▶ **INSTRUCTIONS TO FOLLOW**: Return only the stretch of the material below that begins with the line containing "let mut node = &self.root;" and ends with the line containing "for group in", exactly; both of those lines belong to it.

[Start of Attachment]

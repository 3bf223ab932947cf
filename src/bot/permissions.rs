// src/bot/permissions.rs - Hierarchical allow/deny rules addressed by dotted paths

use log::{debug, info};
use std::collections::{HashMap, HashSet};
use tokio::sync::RwLock;

/// One node of the permission tree. `explicit` is `None` when no rule is set here.
#[derive(Debug, Default, Clone)]
struct PermissionNode {
    explicit: Option<bool>,
    children: HashMap<String, PermissionNode>,
}

impl PermissionNode {
    fn rule_count(&self) -> usize {
        usize::from(self.explicit.is_some())
            + self
                .children
                .values()
                .map(PermissionNode::rule_count)
                .sum::<usize>()
    }
}

/// Plain permission tree; see [`PermissionManager`] for the shared, locked form
#[derive(Debug, Clone)]
pub struct PermissionTree {
    root: PermissionNode,
}

impl Default for PermissionTree {
    fn default() -> Self {
        Self::new()
    }
}

impl PermissionTree {
    pub fn new() -> Self {
        Self {
            root: PermissionNode::default(),
        }
    }

    /// Set or clear (`None`) the rule at `path`, creating nodes as needed
    pub fn set(&mut self, path: &str, allow: Option<bool>) {
        let mut node = &mut self.root;
        for segment in segments(path) {
            node = node.children.entry(segment.to_string()).or_default();
        }
        node.explicit = allow;
    }

    /// Detach the node at `path` together with its subtree
    pub fn remove(&mut self, path: &str) -> bool {
        let parts: Vec<&str> = segments(path).collect();
        let Some((last, parents)) = parts.split_last() else {
            return false;
        };

        let mut node = &mut self.root;
        for segment in parents {
            match node.children.get_mut(*segment) {
                Some(child) => node = child,
                None => return false,
            }
        }
        node.children.remove(*last).is_some()
    }

    /// Most specific explicit rule on the way to `path`, or `None` if no ancestor has one
    pub fn check(&self, path: &str) -> Option<bool> {
        let mut node = &self.root;
        let mut nearest = node.explicit;
        for segment in segments(path) {
            match node.children.get(segment) {
                Some(child) => {
                    node = child;
                    if node.explicit.is_some() {
                        nearest = node.explicit;
                    }
                }
                None => break,
            }
        }
        nearest
    }

    /// Permit-biased combination of `<group>.<suffix>` over every group
    pub fn check_groups<'a, I>(&self, groups: I, suffix: &str) -> Option<bool>
    where
        I: IntoIterator<Item = &'a String>,
    {
        let mut result = None;
        for group in groups {
            match self.check(&format!("{}.{}", group, suffix)) {
                Some(true) => return Some(true),
                Some(false) => result = Some(false),
                None => {}
            }
        }
        result
    }

    pub fn clear(&mut self) {
        self.root = PermissionNode::default();
    }

    /// Number of explicit rules held
    pub fn len(&self) -> usize {
        self.root.rule_count()
    }

    pub fn is_empty(&self) -> bool {
        self.len() == 0
    }
}

fn segments(path: &str) -> impl Iterator<Item = &str> {
    path.split('.').filter(|s| !s.is_empty())
}

/// Permission tree shared between message workers and the policy source
pub struct PermissionManager {
    tree: RwLock<PermissionTree>,
}

impl Default for PermissionManager {
    fn default() -> Self {
        Self::new()
    }
}

impl PermissionManager {
    pub fn new() -> Self {
        Self {
            tree: RwLock::new(PermissionTree::new()),
        }
    }

    pub async fn set(&self, path: &str, allow: Option<bool>) {
        debug!("Permission '{}' set to {:?}", path, allow);
        self.tree.write().await.set(path, allow);
    }

    pub async fn remove(&self, path: &str) -> bool {
        let removed = self.tree.write().await.remove(path);
        debug!("Permission '{}' removed: {}", path, removed);
        removed
    }

    pub async fn check(&self, path: &str) -> Option<bool> {
        self.tree.read().await.check(path)
    }

    pub async fn check_groups(&self, groups: &HashSet<String>, suffix: &str) -> Option<bool> {
        self.tree.read().await.check_groups(groups, suffix)
    }

    /// Check several suffixes at once under a single read lock, with the same permit bias
    pub async fn check_groups_any(
        &self,
        groups: &HashSet<String>,
        suffixes: &[String],
    ) -> Option<bool> {
        let tree = self.tree.read().await;
        let mut result = None;
        for suffix in suffixes {
            match tree.check_groups(groups, suffix) {
                Some(true) => return Some(true),
                Some(false) => result = Some(false),
                None => {}
            }
        }
        result
    }

    /// Replace every rule; readers see either the old or the new tree
    pub async fn rebuild<I>(&self, rules: I)
    where
        I: IntoIterator<Item = (String, Option<bool>)>,
    {
        let mut fresh = PermissionTree::new();
        for (path, allow) in rules {
            fresh.set(&path, allow);
        }
        let count = fresh.len();
        *self.tree.write().await = fresh;
        info!("Permission tree rebuilt with {} rules", count);
    }

    pub async fn clear(&self) {
        self.tree.write().await.clear();
    }

    pub async fn rule_count(&self) -> usize {
        self.tree.read().await.len()
    }
}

[End of Attachment]

▶ **TASK RESULT**:
        let mut node = &self.root;
        let mut nearest = node.explicit;
        for segment in segments(path) {
            match node.children.get(segment) {
                Some(child) => {
                    node = child;
                    if node.explicit.is_some() {
                        nearest = node.explicit;
                    }
                }
                None => break,
            }
        }
        nearest
    }

    /// Permit-biased combination of `<group>.<suffix>` over every group
    pub fn check_groups<'a, I>(&self, groups: I, suffix: &str) -> Option<bool>
    where
        I: IntoIterator<Item = &'a String>,
    {
        let mut result = None;
        for group in groups {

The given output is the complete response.